But it doesn’t yet reflect the recent spike in mortgage rates to 4.5%.
By Wolf Richter for WOLF STREET.
OK, the “existing home sales” data released today by the National Association of Realtors was for February, and in February the average mortgage rates were a lot lower than today. In mid-February, the average conforming 30-year fixed mortgage rate had just edged over 4% for the first time since 2019, according to the Mortgage Bankers Association’s weekly index.
According to the daily measure by Mortgage News Daily, the average 30-year fixed rate mortgage hit 4.50% yesterday, the highest since March 2019. Since last fall, the average rate has jumped by 1.5 percentage points, from 3% to 4.5% (chart via Mortgage News Daily):
In its report for November, the National Association of Realtors expected the average 30-year mortgage rate to reach 3.70% by the end of 2022. Now it’s only March 2022, and we’re at 4.5% already. This is moving fast. Last month, I speculated that 4% might be the magic number beyond which the housing market is going to feel it.

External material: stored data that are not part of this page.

//! Embed step pipeline tests
//!
//! Drive the library pipeline end to end against a real build output tree:
//! discovery, naming, embedding into an in-memory module, the reported
//! ledger, and the independent cleanup step consuming that ledger.

mod common;

use resfold::{
    DebugSymbolPolicy, EmbedRequest, EmbeddingLedger, InMemoryModule, ResourceModule, operations,
};

#[test]
fn test_embed_then_cleanup_round_trip() {
    let build = common::TestBuildDir::new();
    let assembly = build.create_assembly("App.exe");
    build.add_satellite("de", "App");
    build.add_satellite("fr", "App");

    // embed step
    let mut module = InMemoryModule::new();
    let outcome = operations::embed::run(
        &mut module,
        &EmbedRequest {
            assembly_path: assembly.clone(),
            policy: DebugSymbolPolicy::None,
        },
    )
    .expect("embed step failed");

    assert_eq!(module.resource_count(), 2);
    assert_eq!(
        module.resource("App.de.resources.dll").unwrap().data,
        b"satellite de"
    );
    assert_eq!(
        module.resource("App.fr.resources.dll").unwrap().data,
        b"satellite fr"
    );

    // the ledger string is what the host persists between the two steps
    let ledger_output = outcome.ledger.to_delimited();
    assert_eq!(ledger_output, "de;fr");
    assert_eq!(EmbeddingLedger::parse(&ledger_output), outcome.ledger);

    // cleanup step, fed the persisted string verbatim
    let report = operations::cleanup::run(&assembly, &ledger_output).expect("cleanup step failed");
    assert_eq!(report.deleted.len(), 2);
    assert!(report.failures.is_empty());

    assert!(!build.file_exists("de/App.resources.dll"));
    assert!(!build.file_exists("fr/App.resources.dll"));
    assert!(assembly.is_file());
}

#[test]
fn test_embedding_is_idempotent_across_runs() {
    let build = common::TestBuildDir::new();
    let assembly = build.create_assembly("App.exe");
    build.add_satellite("de", "App");
    build.add_satellite("de-DE", "App");

    let request = EmbedRequest {
        assembly_path: assembly,
        policy: DebugSymbolPolicy::None,
    };

    let mut module = InMemoryModule::new();
    let first = operations::embed::run(&mut module, &request).unwrap();
    let names_after_first = module.resource_names();

    let second = operations::embed::run(&mut module, &request).unwrap();
    let names_after_second = module.resource_names();

    assert_eq!(first.ledger, second.ledger);
    assert_eq!(names_after_first, names_after_second);
    assert_eq!(module.resource_count(), 2);
}

#[test]
fn test_fallback_chain_cultures_stay_distinct() {
    let build = common::TestBuildDir::new();
    let assembly = build.create_assembly("App.exe");
    build.add_satellite("de", "App");
    build.add_satellite("de-DE", "App");

    let mut module = InMemoryModule::new();
    let outcome = operations::embed::run(
        &mut module,
        &EmbedRequest {
            assembly_path: assembly,
            policy: DebugSymbolPolicy::None,
        },
    )
    .unwrap();

    // de and de-DE are separate fallback stages, each under its own name
    assert!(module.resource("App.de.resources.dll").is_some());
    assert!(module.resource("App.de-DE.resources.dll").is_some());
    assert_eq!(
        module.resource("App.de.resources.dll").unwrap().data,
        b"satellite de"
    );
    assert_eq!(
        module.resource("App.de-DE.resources.dll").unwrap().data,
        b"satellite de-DE"
    );
    assert!(outcome.ledger.contains("de"));
    assert!(outcome.ledger.contains("de-DE"));
}

#[test]
fn test_failed_embed_commits_nothing_from_the_batch_to_disk() {
    let build = common::TestBuildDir::new();
    let assembly = build.create_assembly("App.exe");
    build.add_satellite("de", "App");
    let fr = build.add_satellite("fr", "App");
    build.add_satellite("pl", "App");

    // fr vanishes between discovery and embed
    let satellites = resfold::discovery::discover(&assembly).unwrap();
    assert_eq!(satellites.len(), 3);
    let batch: Vec<resfold::ResourceInfo> = satellites
        .iter()
        .map(|sat| {
            resfold::ResourceInfo::new(
                sat.path.clone(),
                resfold::naming::manifest_resource_name("App", &sat.culture),
            )
        })
        .collect();
    std::fs::remove_file(&fr).unwrap();

    let mut module = InMemoryModule::new();
    let err = resfold::embedder::embed(&mut module, &batch).unwrap_err();

    // the call failed: whatever partially landed in the in-memory module,
    // the caller must not save it, and no ledger was produced
    assert!(matches!(
        err,
        resfold::ResfoldError::MissingSourceFile { .. }
    ));
    assert!(err.to_string().contains("App.resources.dll"));
}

It’s not a secret: As mortgage rates rise, more and more buyers are priced out at these sky-high prices, and they step away from the market.
But among buyers who still qualify, rising mortgage rates trigger a mad scramble to buy something “now,” no matter what the price and no questions asked, and they’re waving inspections and are taking huge risks – even NPR aired something like a warning about that yesterday, LOL – to lock in whatever mortgage rates are still available before they rise even further.
There is a well-established pattern: Sales activity picks up in the early phases of the cycle of rising mortgage rates, and we saw some of that, but it’s getting impossible for an increasing number of potential home buyers.
Sales of previously owned houses, condos, and co-ops in February fell by 7.2% in February from January, and by 2.2% year-over-year, to a seasonally adjusted annual rate of 6.02 million homes, the seventh month in a row of year-over-year declines (historic data via YCharts):
“Housing affordability continues to be a major challenge, as buyers are getting a double whammy: rising mortgage rates and sustained price increases,” the NAR said in the press release. It pointed out that monthly payments had risen by 28% from a year ago. “Some who had previously qualified at a 3% mortgage rate are no longer able to buy at the 4% rate,” the report said.
Home sales peaked in the 2003-2006 era. The current era remains solidly below that peak. The seasonally adjusted annual rate of 6.02 million sales in February was also well below the pandemic peak, but was up from the prior years.
Sales of single-family houses dropped 7.0% for the month and 2.2% year-over-year, to a seasonally adjusted annual rate of 5.35 million houses.
Sales of condos plunged by 9.5% for the month and by 4.3% year-over-year to a seasonally adjusted annual rate of 670,000 condos.
By Region, the percent change of the seasonally adjusted annual rate of total home sales in February from January, and year-over-year (yoy):
- Northeast: -11.5% from January, -12.7% yoy.
- Midwest: -11.3% from January, -1.5% yoy.
- South: -5.1% from January, +3.0% yoy.
- West: -4.7% from January, -8.3% yoy.
Here come the new listings. The number of homes listed for sale in February jumped by 13.4% year-over-year, after the 13.2% jump in January, and were down only 3.0% from February 2020.
New listings come out of the woodwork when interest rates rise and volume stalls — because it’s now suddenly time to put the extra house on the market before the market turns. In February, new listings essentially rose back to the normal range for a February, after having been woefully low during the past two years. The green lines connect the Februarys (source: realtor.com residential listings database):
Supply of homes listed for sale ticked up from the record low in January to 1.7 months of sales. The number of unsold homes on the market rose 2.4% from record lows in January to 870,000, seasonally adjusted.
The median price ticked up from January and was up 15% from a year ago, to $357,300. The year-over-year spikes had peaked last May and June at over 23%. The seasonal peak in the median price was in July 2021 at $362,800:
Investor share of sales remains about level. “Individual investors or second-home buyers, who make up many cash sales,” accounted for 19% of the transactions in February, down from 22% in January but up from 17% in February 2021. “All-cash” sales remained in the same range, accounting for 25% of the transactions in February, down from 27% in January but up from 22% in February 2021.